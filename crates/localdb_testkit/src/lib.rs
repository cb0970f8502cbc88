//! # LocalDB Testkit
//!
//! Test utilities for localdb.
//!
//! This crate provides:
//! - Test fixtures: temporary databases and record builders
//! - Property-based test generators using proptest
//! - Concurrency stress helpers that check cache coherence
//!
//! ## Usage
//!
//! ```rust
//! use localdb_testkit::prelude::*;
//! use localdb_core::{AddOptions, StoreName};
//!
//! with_temp_db(|db| {
//!     db.add(StoreName::Wallet, vec![wallet("w1", "Main")], AddOptions::default())
//!         .unwrap();
//!     assert_eq!(db.count(StoreName::Wallet).unwrap(), 1);
//! });
//! ```

#![deny(unsafe_code)]
#![warn(missing_docs)]

pub mod fixtures;
pub mod generators;
pub mod stress;

/// Prelude module for convenient imports
pub mod prelude {
    pub use crate::fixtures::*;
    pub use crate::generators::*;
    pub use crate::stress::*;
}

pub use fixtures::*;
pub use generators::*;
pub use stress::*;
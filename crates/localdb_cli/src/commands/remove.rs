//! Destructive commands: `remove` and `clear`.

use super::{open, parse_store};
use std::path::Path;

/// Deletes records by id. Fails without deleting anything if an id is
/// missing.
pub fn remove(path: &Path, store: &str, ids: &[String]) -> Result<(), Box<dyn std::error::Error>> {
    let db = open(path)?;
    let store = parse_store(store)?;
    db.remove(store, ids)?;
    println!("Removed {} record(s) from {}", ids.len(), store);
    Ok(())
}

/// Deletes every record of one store.
pub fn clear(path: &Path, store: &str) -> Result<(), Box<dyn std::error::Error>> {
    let db = open(path)?;
    let store = parse_store(store)?;
    let before = db.count(store)?;
    db.clear(store)?;
    println!("Cleared {} record(s) from {}", before, store);
    Ok(())
}

/// Deletes every record of every store.
pub fn reset(path: &Path) -> Result<(), Box<dyn std::error::Error>> {
    let db = open(path)?;
    db.reset()?;
    println!("Cleared every store");
    Ok(())
}
//! # LocalDB Storage
//!
//! Backend adapter SPI and storage engines for LocalDB.
//!
//! This crate is the lowest layer of LocalDB. A backend owns a set of named
//! stores of [`Record`]s and hands out native transactions over them. It
//! knows nothing about collections, caching or where calls come from.
//!
//! ## Design Principles
//!
//! - Every store is keyed by the record `id`
//! - A native transaction spans a fixed set of stores and a fixed mode
//! - Writes are buffered and become visible all at once on commit
//! - Dropping a transaction without committing discards its writes
//! - Backends must be `Send + Sync` for concurrent access
//!
//! ## Available Backends
//!
//! - [`InMemoryBackend`] - For testing and platforms without persistence
//! - [`FileBackend`] - For persistent storage in a directory
//!
//! ## Example
//!
//! ```rust
//! use localdb_storage::{InMemoryBackend, Record, StorageBackend, StoreSchema, TxMode};
//!
//! let backend = InMemoryBackend::new();
//! backend.create_store(&StoreSchema::new("devices")).unwrap();
//!
//! let mut tx = backend.begin(&["devices"], TxMode::ReadWrite).unwrap();
//! tx.add("devices", Record::new("d1")).unwrap();
//! tx.commit().unwrap();
//! ```

#![deny(unsafe_code)]
#![warn(missing_docs)]

mod backend;
mod error;
mod file;
mod memory;
mod record;
mod schema;
mod tables;

pub use backend::{Cursor, NativeTransaction, StorageBackend};
pub use error::{StorageError, StorageResult};
pub use file::FileBackend;
pub use memory::InMemoryBackend;
pub use record::{compare_index_keys, is_valid_index_key, Record, ID_FIELD};
pub use schema::{CursorDirection, StoreSchema, TxMode};
//! Table engine shared by the in-memory and on-disk backends.
//!
//! Committed state lives in a [`TableSet`] behind a read-write lock. A
//! [`TableTransaction`] copies the stores in its scope when it begins and
//! reads from that copy, buffers its writes per store and applies them in
//! one step under the write lock. Readers never see half of a transaction,
//! and every store of one transaction is read at the same point in time.

use crate::backend::{Cursor, NativeTransaction};
use crate::error::{StorageError, StorageResult};
use crate::record::{compare_index_keys, is_valid_index_key, Record};
use crate::schema::{CursorDirection, StoreSchema, TxMode};
use parking_lot::RwLock;
use serde::{Deserialize, Serialize};
use std::cmp::Ordering;
use std::collections::BTreeMap;

/// One store's schema and committed records.
#[derive(Debug, Clone, Serialize, Deserialize)]
pub(crate) struct StoreData {
    pub schema: StoreSchema,
    pub records: BTreeMap<String, Record>,
}

impl StoreData {
    pub fn new(schema: StoreSchema) -> Self {
        Self {
            schema,
            records: BTreeMap::new(),
        }
    }
}

/// Every store of one backend.
#[derive(Debug, Clone, Default, Serialize, Deserialize)]
pub(crate) struct TableSet {
    pub stores: BTreeMap<String, StoreData>,
}

impl TableSet {
    /// Creates a store or merges new indexes into the existing schema.
    ///
    /// Returns true if anything changed.
    pub fn create_store(&mut self, schema: &StoreSchema) -> bool {
        match self.stores.get_mut(&schema.name) {
            Some(existing) => {
                let mut changed = false;
                for index in &schema.indexes {
                    if !existing.schema.has_index(index) {
                        existing.schema.indexes.push(index.clone());
                        changed = true;
                    }
                }
                changed
            }
            None => {
                self.stores
                    .insert(schema.name.clone(), StoreData::new(schema.clone()));
                true
            }
        }
    }

    fn store(&self, name: &str) -> StorageResult<&StoreData> {
        self.stores
            .get(name)
            .ok_or_else(|| StorageError::store_not_found(name))
    }

    fn apply(&mut self, pending: &BTreeMap<String, StorePending>) -> StorageResult<()> {
        // Validate first so a missing store cannot leave a partial apply behind.
        for name in pending.keys() {
            self.store(name)?;
        }
        for (name, changes) in pending {
            if let Some(data) = self.stores.get_mut(name) {
                if changes.cleared {
                    data.records.clear();
                }
                for (id, write) in &changes.writes {
                    match write {
                        PendingWrite::Put(record) => {
                            data.records.insert(id.clone(), record.clone());
                        }
                        PendingWrite::Delete => {
                            data.records.remove(id);
                        }
                    }
                }
            }
        }
        Ok(())
    }
}

/// Receives the full table set before a commit becomes visible.
pub(crate) trait CommitSink: Send + Sync {
    /// Persists the state a commit is about to publish.
    fn persist(&self, tables: &TableSet) -> StorageResult<()>;
}

#[derive(Debug, Clone)]
enum PendingWrite {
    Put(Record),
    Delete,
}

#[derive(Debug, Default)]
struct StorePending {
    cleared: bool,
    writes: BTreeMap<String, PendingWrite>,
}

/// A native transaction over a [`TableSet`].
pub(crate) struct TableTransaction<'a> {
    tables: &'a RwLock<TableSet>,
    sink: Option<&'a dyn CommitSink>,
    stores: Vec<String>,
    mode: TxMode,
    snapshot: BTreeMap<String, StoreData>,
    pending: BTreeMap<String, StorePending>,
}

impl<'a> TableTransaction<'a> {
    /// Begins a transaction; every requested store must exist.
    pub fn begin(
        tables: &'a RwLock<TableSet>,
        sink: Option<&'a dyn CommitSink>,
        stores: &[&str],
        mode: TxMode,
    ) -> StorageResult<Self> {
        let snapshot = {
            let guard = tables.read();
            let mut snapshot = BTreeMap::new();
            for name in stores {
                snapshot.insert((*name).to_string(), guard.store(name)?.clone());
            }
            snapshot
        };
        Ok(Self {
            tables,
            sink,
            stores: stores.iter().map(|s| (*s).to_string()).collect(),
            mode,
            snapshot,
            pending: BTreeMap::new(),
        })
    }

    fn ensure_scope(&self, store: &str) -> StorageResult<()> {
        if self.stores.iter().any(|s| s == store) {
            Ok(())
        } else {
            Err(StorageError::StoreNotInScope {
                name: store.to_string(),
            })
        }
    }

    /// The store as it was committed when this transaction began.
    fn committed(&self, store: &str) -> StorageResult<&StoreData> {
        self.ensure_scope(store)?;
        self.snapshot
            .get(store)
            .ok_or_else(|| StorageError::store_not_found(store))
    }

    fn ensure_writable(&self, store: &str) -> StorageResult<()> {
        self.ensure_scope(store)?;
        if self.mode.is_read_only() {
            return Err(StorageError::ReadOnly {
                store: store.to_string(),
            });
        }
        Ok(())
    }

    /// Committed records of a store with this transaction's writes applied.
    fn view(&self, store: &str) -> StorageResult<BTreeMap<String, Record>> {
        let committed = self.committed(store)?;
        let pending = self.pending.get(store);
        let mut records = if pending.is_some_and(|p| p.cleared) {
            BTreeMap::new()
        } else {
            committed.records.clone()
        };
        if let Some(pending) = pending {
            for (id, write) in &pending.writes {
                match write {
                    PendingWrite::Put(record) => {
                        records.insert(id.clone(), record.clone());
                    }
                    PendingWrite::Delete => {
                        records.remove(id);
                    }
                }
            }
        }
        Ok(records)
    }

    fn record_write(&mut self, store: &str, id: String, write: PendingWrite) {
        self.pending
            .entry(store.to_string())
            .or_default()
            .writes
            .insert(id, write);
    }
}

impl NativeTransaction for TableTransaction<'_> {
    fn mode(&self) -> TxMode {
        self.mode
    }

    fn stores(&self) -> &[String] {
        &self.stores
    }

    fn get(&self, store: &str, id: &str) -> StorageResult<Option<Record>> {
        let committed = self.committed(store)?;
        if let Some(pending) = self.pending.get(store) {
            match pending.writes.get(id) {
                Some(PendingWrite::Put(record)) => return Ok(Some(record.clone())),
                Some(PendingWrite::Delete) => return Ok(None),
                None if pending.cleared => return Ok(None),
                None => {}
            }
        }
        Ok(committed.records.get(id).cloned())
    }

    fn get_all(&self, store: &str) -> StorageResult<Vec<Record>> {
        Ok(self.view(store)?.into_values().collect())
    }

    fn count(&self, store: &str) -> StorageResult<usize> {
        if !self.pending.contains_key(store) {
            return Ok(self.committed(store)?.records.len());
        }
        Ok(self.view(store)?.len())
    }

    fn put(&mut self, store: &str, record: Record) -> StorageResult<()> {
        self.ensure_writable(store)?;
        let id = record.id().to_string();
        self.record_write(store, id, PendingWrite::Put(record));
        Ok(())
    }

    fn add(&mut self, store: &str, record: Record) -> StorageResult<()> {
        self.ensure_writable(store)?;
        if self.get(store, record.id())?.is_some() {
            return Err(StorageError::KeyExists {
                store: store.to_string(),
                id: record.id().to_string(),
            });
        }
        self.put(store, record)
    }

    fn delete(&mut self, store: &str, id: &str) -> StorageResult<()> {
        self.ensure_writable(store)?;
        self.record_write(store, id.to_string(), PendingWrite::Delete);
        Ok(())
    }

    fn clear(&mut self, store: &str) -> StorageResult<()> {
        self.ensure_writable(store)?;
        self.pending.insert(
            store.to_string(),
            StorePending {
                cleared: true,
                writes: BTreeMap::new(),
            },
        );
        Ok(())
    }

    fn has_index(&self, store: &str, index: &str) -> StorageResult<bool> {
        Ok(self.committed(store)?.schema.has_index(index))
    }

    fn cursor(&self, store: &str, index: &str, direction: CursorDirection) -> StorageResult<Cursor> {
        if !self.has_index(store, index)? {
            return Err(StorageError::IndexNotFound {
                store: store.to_string(),
                index: index.to_string(),
            });
        }
        let mut entries: Vec<Record> = self
            .view(store)?
            .into_values()
            .filter(|r| r.get(index).is_some_and(is_valid_index_key))
            .collect();
        entries.sort_by(|a, b| {
            let key_order = match (a.get(index), b.get(index)) {
                (Some(ka), Some(kb)) => compare_index_keys(ka, kb).unwrap_or(Ordering::Equal),
                _ => Ordering::Equal,
            };
            key_order.then_with(|| a.id().cmp(b.id()))
        });
        if direction == CursorDirection::Prev {
            entries.reverse();
        }
        Ok(Cursor::new(entries))
    }

    fn commit(self: Box<Self>) -> StorageResult<()> {
        if self.pending.is_empty() {
            return Ok(());
        }
        let mut guard = self.tables.write();
        match self.sink {
            Some(sink) => {
                let mut next = guard.clone();
                next.apply(&self.pending)?;
                sink.persist(&next)?;
                *guard = next;
            }
            None => guard.apply(&self.pending)?,
        }
        Ok(())
    }

    fn abort(self: Box<Self>) {
        tracing::debug!(
            stores = self.pending.len(),
            "discarding buffered writes of aborted transaction"
        );
    }
}
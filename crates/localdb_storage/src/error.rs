//! Error types for storage operations.

use std::io;
use thiserror::Error;

/// Result type for storage operations.
pub type StorageResult<T> = Result<T, StorageError>;

/// Errors that can occur during storage operations.
#[derive(Debug, Error)]
pub enum StorageError {
    /// An I/O error occurred.
    #[error("I/O error: {0}")]
    Io(#[from] io::Error),

    /// The named store has not been created in this backend.
    #[error("store not found: {name}")]
    StoreNotFound {
        /// Name of the missing store.
        name: String,
    },

    /// The store was not part of the transaction's scope when it began.
    #[error("store {name} is not in the scope of this transaction")]
    StoreNotInScope {
        /// Name of the store.
        name: String,
    },

    /// The store has no index with the given name.
    #[error("index {index} not found on store {store}")]
    IndexNotFound {
        /// Name of the store.
        store: String,
        /// Name of the index.
        index: String,
    },

    /// An insert hit a record whose key already exists.
    #[error("key already exists: {id} in store {store}")]
    KeyExists {
        /// Name of the store.
        store: String,
        /// The conflicting record id.
        id: String,
    },

    /// A write was issued through a read-only transaction.
    #[error("write to {store} attempted in a read-only transaction")]
    ReadOnly {
        /// Name of the store.
        store: String,
    },

    /// A value could not be used as a record.
    #[error("invalid record: {0}")]
    InvalidRecord(String),

    /// The on-disk data is corrupted or uses an unknown format.
    #[error("storage corrupted: {0}")]
    Corrupted(String),

    /// Encoding the snapshot failed.
    #[error("encoding error: {0}")]
    Encoding(String),

    /// Another process holds the store directory.
    #[error("storage locked: another process has exclusive access")]
    Locked,
}

impl StorageError {
    /// Creates a store-not-found error.
    pub fn store_not_found(name: impl Into<String>) -> Self {
        Self::StoreNotFound { name: name.into() }
    }

    /// Creates an invalid record error.
    pub fn invalid_record(message: impl Into<String>) -> Self {
        Self::InvalidRecord(message.into())
    }
}
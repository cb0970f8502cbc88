//! Call protocol between a caller context and the owning process.
//!
//! A call is one [`DbCall`] variant per operation of
//! [`localdb_core::LocalDbApi`] and [`localdb_core::SimpleDbApi`], tagged
//! with the operation's method name. Frames are CBOR-encoded [`Request`]s
//! and [`Response`]s.

use crate::error::{BridgeError, BridgeResult, RemoteError};
use localdb_core::{
    AddOptions, AddResult, AggregateKey, GetAllOptions, Record, RecordPair, RecordPatch, StoreName,
};
use serde::de::DeserializeOwned;
use serde::{Deserialize, Serialize};
use serde_json::Value;

/// Namespace the main record store is registered under.
pub const LOCAL_DB_NAMESPACE: &str = "localDb";

/// Namespace the key-value store is registered under.
pub const SIMPLE_DB_NAMESPACE: &str = "simpleDb";

/// One operation of the collection agent, with its arguments.
#[derive(Debug, Clone, PartialEq, Serialize, Deserialize)]
#[serde(tag = "method", content = "args", rename_all = "camelCase")]
pub enum DbCall {
    /// `get`
    Get {
        /// Store to read.
        store: StoreName,
        /// Record id.
        id: String,
    },
    /// `getAll`
    GetAll {
        /// Store to read.
        store: StoreName,
        /// Pagination.
        options: GetAllOptions,
    },
    /// `getByIds`
    GetByIds {
        /// Store to read.
        store: StoreName,
        /// Ids to look up.
        ids: Vec<String>,
    },
    /// `count`
    Count {
        /// Store to count.
        store: StoreName,
    },
    /// `add`
    Add {
        /// Store to write.
        store: StoreName,
        /// Records to insert.
        records: Vec<Record>,
        /// Insert options.
        options: AddOptions,
    },
    /// `patch`
    Patch {
        /// Store to write.
        store: StoreName,
        /// Ids to update.
        ids: Vec<String>,
        /// Update to apply.
        patch: RecordPatch,
    },
    /// `remove`
    Remove {
        /// Store to write.
        store: StoreName,
        /// Ids to delete.
        ids: Vec<String>,
    },
    /// `clear`
    Clear {
        /// Store to clear.
        store: StoreName,
    },
    /// `getAllCached`
    GetAllCached {
        /// Aggregate to read.
        key: AggregateKey,
    },
    /// `getRawData`
    GetRawData {
        /// Key-value entity.
        entity: String,
    },
    /// `setRawData`
    SetRawData {
        /// Key-value entity.
        entity: String,
        /// New document.
        data: Value,
    },
    /// `clearRawData`
    ClearRawData {
        /// Key-value entity.
        entity: String,
    },
}

impl DbCall {
    /// Returns the method name carried on the wire.
    #[must_use]
    pub const fn method(&self) -> &'static str {
        match self {
            Self::Get { .. } => "get",
            Self::GetAll { .. } => "getAll",
            Self::GetByIds { .. } => "getByIds",
            Self::Count { .. } => "count",
            Self::Add { .. } => "add",
            Self::Patch { .. } => "patch",
            Self::Remove { .. } => "remove",
            Self::Clear { .. } => "clear",
            Self::GetAllCached { .. } => "getAllCached",
            Self::GetRawData { .. } => "getRawData",
            Self::SetRawData { .. } => "setRawData",
            Self::ClearRawData { .. } => "clearRawData",
        }
    }

    /// Returns whether the call targets the key-value store.
    #[must_use]
    pub const fn is_key_value(&self) -> bool {
        matches!(
            self,
            Self::GetRawData { .. } | Self::SetRawData { .. } | Self::ClearRawData { .. }
        )
    }
}

/// The value an operation returned.
#[derive(Debug, Clone, PartialEq, Serialize, Deserialize)]
#[serde(tag = "type", content = "value", rename_all = "camelCase")]
pub enum DbReply {
    /// One record.
    Record(Record),
    /// A list of records.
    Records(Vec<Record>),
    /// Record pairs, one per requested id.
    Pairs(Vec<RecordPair>),
    /// A count.
    Count(usize),
    /// Outcome of an add.
    Added(AddResult),
    /// A key-value document, absent if the entity is unset.
    RawData(Option<Value>),
    /// Completion with no value.
    Done,
}

/// A framed call.
#[derive(Debug, Clone, PartialEq, Serialize, Deserialize)]
pub struct Request {
    /// Correlates the reply with this request.
    pub id: u64,
    /// Agent instance the call targets.
    pub namespace: String,
    /// The call.
    pub call: DbCall,
}

/// A framed reply.
#[derive(Debug, Clone, PartialEq, Serialize, Deserialize)]
pub struct Response {
    /// Id of the request this answers.
    pub id: u64,
    /// The operation's value, or its error.
    pub result: Result<DbReply, RemoteError>,
}

/// Encodes a frame to CBOR.
///
/// # Errors
///
/// Returns `Encode` if serialization fails.
pub fn encode<T: Serialize>(value: &T) -> BridgeResult<Vec<u8>> {
    let mut buf = Vec::new();
    ciborium::into_writer(value, &mut buf).map_err(|e| BridgeError::Encode(e.to_string()))?;
    Ok(buf)
}

/// Decodes a frame from CBOR.
///
/// # Errors
///
/// Returns `Decode` if the bytes are not a valid frame of type `T`.
pub fn decode<T: DeserializeOwned>(bytes: &[u8]) -> BridgeResult<T> {
    ciborium::from_reader(bytes).map_err(|e| BridgeError::Decode(e.to_string()))
}
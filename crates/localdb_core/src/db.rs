//! The collection agent.
//!
//! [`LocalDb`] is the owning-process implementation of the CRUD contract.
//! Every operation comes in two flavors:
//!
//! - a top-level method that opens, and commits or aborts, its own
//!   transaction
//! - a `tx_` method that runs inside a transaction supplied by the caller
//!
//! Mutating operations invalidate the cache for their store before writing,
//! and the commit hook invalidates it once more after the transaction
//! commits.

use crate::api::{AddOptions, AddResult, GetAllOptions, LocalDbApi, RecordPair, RecordPatch};
use crate::cache::DbCache;
use crate::config::Config;
use crate::error::{CoreError, CoreResult};
use crate::registry::{AggregateKey, StoreName};
use crate::stats::{DbStats, StatsSnapshot};
use crate::transaction::{Transaction, TransactionManager, TransactionOptions};
use localdb_storage::{CursorDirection, FileBackend, InMemoryBackend, Record, StorageBackend};
use std::path::Path;
use std::sync::atomic::{AtomicBool, Ordering};
use std::sync::Arc;

/// A transactional multi-store database with a read-through cache.
///
/// # Example
///
/// ```rust
/// use localdb_core::{AddOptions, LocalDb, Record, StoreName};
/// use serde_json::json;
///
/// let db = LocalDb::open_in_memory().unwrap();
/// db.add(
///     StoreName::Wallet,
///     vec![Record::new("w1").with("name", json!("A"))],
///     AddOptions::default(),
/// )
/// .unwrap();
///
/// let wallet = db.get(StoreName::Wallet, "w1").unwrap();
/// assert_eq!(wallet.get("name"), Some(&json!("A")));
/// ```
pub struct LocalDb {
    manager: TransactionManager,
    cache: Arc<DbCache>,
    stats: Arc<DbStats>,
    resetting: AtomicBool,
}
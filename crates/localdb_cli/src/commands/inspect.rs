//! Inspect command implementation.

use super::open;
use localdb_core::StoreName;
use serde::Serialize;
use std::path::Path;

/// Database inspection result.
#[derive(Debug, Serialize)]
pub struct InspectResult {
    /// Database path.
    pub path: String,
    /// Total number of records.
    pub total_records: usize,
    /// Per-store details.
    pub stores: Vec<StoreInfo>,
}

/// Details of a single store.
#[derive(Debug, Serialize)]
pub struct StoreInfo {
    /// Store name.
    pub name: &'static str,
    /// Number of records.
    pub records: usize,
    /// Whether single-record reads are cached.
    pub cached: bool,
    /// Field paginated dumps are ordered by.
    #[serde(skip_serializing_if = "Option::is_none")]
    pub ordered_by: Option<&'static str>,
}

/// Runs the inspect command.
pub fn run(path: &Path, format: &str) -> Result<(), Box<dyn std::error::Error>> {
    let db = open(path)?;

    let stores = StoreName::ALL
        .iter()
        .map(|&store| {
            Ok(StoreInfo {
                name: store.as_str(),
                records: db.count(store)?,
                cached: store.is_hot(),
                ordered_by: store.ordering_index(),
            })
        })
        .collect::<Result<Vec<_>, localdb_core::CoreError>>()?;

    let result = InspectResult {
        path: path.display().to_string(),
        total_records: stores.iter().map(|s| s.records).sum(),
        stores,
    };

    match format {
        "json" => {
            println!("{}", serde_json::to_string_pretty(&result)?);
        }
        _ => print_text_output(&result),
    }

    Ok(())
}

fn print_text_output(result: &InspectResult) {
    println!("Database: {}", result.path);
    println!("Records:  {}", result.total_records);
    println!();
    println!("{:<20} {:>8}  {:<6} {}", "STORE", "RECORDS", "CACHED", "ORDERED BY");
    for store in &result.stores {
        println!(
            "{:<20} {:>8}  {:<6} {}",
            store.name,
            store.records,
            if store.cached { "yes" } else { "no" },
            store.ordered_by.unwrap_or("-")
        );
    }
}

════

TASK TO CARRY OUT:
From the records above, return each line where "CoreError" occurs.

REPLY TO THE EXERCISE:
use crate::error::{CoreError, CoreResult};
        .collect::<Result<Vec<_>, localdb_core::CoreError>>()?;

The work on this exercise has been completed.